Schizophrenia is associated with activation of the brain immune system as reflected by increased brain levels of kynurenic acid (KYNA) and proinflammatory cytokines. Although antipsychotic drugs have been used for decades in the treatment of the disease, potential effects of these drugs on brain immune signaling are not fully known. The aim of the present study is to investigate the effects of chronic treatment with antipsychotic drugs on brain levels of cytokines and KYNA. Rats were treated daily by intraperitoneally administered haloperidol (1.5 mg/kg, n = 6), olanzapine (2 mg/kg, n = 6), and clozapine (20 mg/kg, n = 6) or saline (n = 6) for 30 days.

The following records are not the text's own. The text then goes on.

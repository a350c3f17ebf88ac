//! Byte layout of frames on a stream connection.
//!
//! ```text
//! tag:i32 | payload
//! DRAW           x:i32 y:i32 color:i32 thickness:i32
//! SET_CAPACITY   max_players:i32
//! ANSWER         name:text guess:text
//! CORRECT/WRONG  name:text word:text
//! PLAYER_NUMBER  number:i32
//! PLAYER_COUNT   current:i32 max_players:i32
//! CLEAR/PING/PONG/DISCONNECT  (none)
//! text = len:u32 followed by len raw bytes
//! ```
//!
//! All integers are little-endian. Decoding reads exactly the declared
//! number of bytes; running out of stream mid-frame is a [`ProtocolError::ShortRead`].

use crate::{tag, Frame, Outcome, PlayerCount, ProtocolError, Stroke};
use bincode::Options;
use serde::de::DeserializeOwned;
use serde::Serialize;
use tokio::io::{AsyncRead, AsyncReadExt, AsyncWrite, AsyncWriteExt};

const TAG_LEN: usize = 4;
const INT_LEN: usize = 4;
const STROKE_LEN: usize = 4 * INT_LEN;
const PLAYER_COUNT_LEN: usize = 2 * INT_LEN;

/// Fixed-width integers in little-endian order, so a struct of four i32
/// fields is exactly sixteen bytes.
fn payload_options() -> impl Options {
    bincode::DefaultOptions::new()
        .with_fixint_encoding()
        .with_little_endian()
}

/// Serializes a frame into its complete wire representation.
pub fn encode(frame: &Frame) -> Result<Vec<u8>, ProtocolError> {
    let mut buf = Vec::with_capacity(TAG_LEN + STROKE_LEN);
    buf.extend_from_slice(&frame.tag().to_le_bytes());

    match frame {
        Frame::Draw(stroke) => put_fixed(&mut buf, stroke)?,
        Frame::SetCapacity { max_players } => put_fixed(&mut buf, max_players)?,
        Frame::PlayerNumber { number } => put_fixed(&mut buf, number)?,
        Frame::PlayerCount(count) => put_fixed(&mut buf, count)?,
        Frame::Answer { name, guess } => {
            put_text(&mut buf, name)?;
            put_text(&mut buf, guess)?;
        }
        Frame::Correct(outcome) | Frame::Wrong(outcome) => {
            put_text(&mut buf, &outcome.name)?;
            put_text(&mut buf, &outcome.word)?;
        }
        Frame::Clear | Frame::Ping | Frame::Pong | Frame::Disconnect | Frame::Unknown { .. } => {}
    }

    Ok(buf)
}

fn put_fixed<T: Serialize>(buf: &mut Vec<u8>, value: &T) -> Result<(), ProtocolError> {
    payload_options().serialize_into(&mut *buf, value)?;
    Ok(())
}

fn put_text(buf: &mut Vec<u8>, text: &str) -> Result<(), ProtocolError> {
    let len = u32::try_from(text.len()).map_err(|_| ProtocolError::FieldTooLong(text.len()))?;
    buf.extend_from_slice(&len.to_le_bytes());
    buf.extend_from_slice(text.as_bytes());
    Ok(())
}

/// Encodes `frame` and writes it out in one piece.
pub async fn write_frame<W>(writer: &mut W, frame: &Frame) -> Result<(), ProtocolError>
where
    W: AsyncWrite + Unpin + ?Sized,
{
    let bytes = encode(frame)?;
    writer.write_all(&bytes).await?;
    writer.flush().await?;
    Ok(())
}

/// Reads one complete frame, waiting as long as the peer needs to send it.
///
/// Unknown tags decode to [`Frame::Unknown`] without consuming anything past
/// the tag, so the caller can skip them and keep reading.
pub async fn read_frame<R>(reader: &mut R) -> Result<Frame, ProtocolError>
where
    R: AsyncRead + Unpin + ?Sized,
{
    let tag = read_tag(reader).await?;

    let frame = match tag {
        tag::DRAW => Frame::Draw(read_fixed::<Stroke, _>(reader, STROKE_LEN).await?),
        tag::CLEAR => Frame::Clear,
        tag::PING => Frame::Ping,
        tag::PONG => Frame::Pong,
        tag::SET_CAPACITY => Frame::SetCapacity {
            max_players: read_fixed(reader, INT_LEN).await?,
        },
        tag::ANSWER => {
            let name = read_text(reader).await?;
            let guess = read_text(reader).await?;
            Frame::Answer { name, guess }
        }
        tag::CORRECT => Frame::Correct(read_outcome(reader).await?),
        tag::WRONG => Frame::Wrong(read_outcome(reader).await?),
        tag::PLAYER_NUMBER => Frame::PlayerNumber {
            number: read_fixed(reader, INT_LEN).await?,
        },
        tag::PLAYER_COUNT => {
            Frame::PlayerCount(read_fixed::<PlayerCount, _>(reader, PLAYER_COUNT_LEN).await?)
        }
        tag::DISCONNECT => Frame::Disconnect,
        other => Frame::Unknown { tag: other },
    };

    Ok(frame)
}

async fn read_tag<R>(reader: &mut R) -> Result<i32, ProtocolError>
where
    R: AsyncRead + Unpin + ?Sized,
{
    let bytes = match read_exactly(reader, TAG_LEN).await {
        Err(ProtocolError::ShortRead { got: 0, .. }) => return Err(ProtocolError::StreamClosed),
        result => result?,
    };
    Ok(payload_options().deserialize(&bytes)?)
}

async fn read_fixed<T, R>(reader: &mut R, len: usize) -> Result<T, ProtocolError>
where
    T: DeserializeOwned,
    R: AsyncRead + Unpin + ?Sized,
{
    let bytes = read_exactly(reader, len).await?;
    Ok(payload_options().deserialize(&bytes)?)
}

async fn read_outcome<R>(reader: &mut R) -> Result<Outcome, ProtocolError>
where
    R: AsyncRead + Unpin + ?Sized,
{
    let name = read_text(reader).await?;
    let word = read_text(reader).await?;
    Ok(Outcome { name, word })
}

async fn read_text<R>(reader: &mut R) -> Result<String, ProtocolError>
where
    R: AsyncRead + Unpin + ?Sized,
{
    let len: u32 = read_fixed(reader, INT_LEN).await?;
    let bytes = read_exactly(reader, len as usize).await?;
    Ok(String::from_utf8_lossy(&bytes).into_owned())
}

/// Reads exactly `len` bytes. The buffer grows with what actually arrives,
/// so a bogus length prefix does not allocate up front.
async fn read_exactly<R>(reader: &mut R, len: usize) -> Result<Vec<u8>, ProtocolError>
where
    R: AsyncRead + Unpin + ?Sized,
{
    let mut buf = Vec::with_capacity(len.min(4096));
    let got = (&mut *reader).take(len as u64).read_to_end(&mut buf).await?;
    if got < len {
        return Err(ProtocolError::ShortRead { expected: len, got });
    }
    Ok(buf)
}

Clozapine, but not haloperidol or olanzapine-treated rats displayed significantly lower cerebrospinal fluid (CSF) levels of interleukin-8 compared to controls. Whole brain levels of KYNA were not changed in any group. Our data suggest that the superior therapeutic effect of clozapine may be a result of its presently shown immunosuppressive action. Further, our data do not support the possibility that elevated brain KYNA found in patients with schizophrenia is a result of antipsychotic treatment.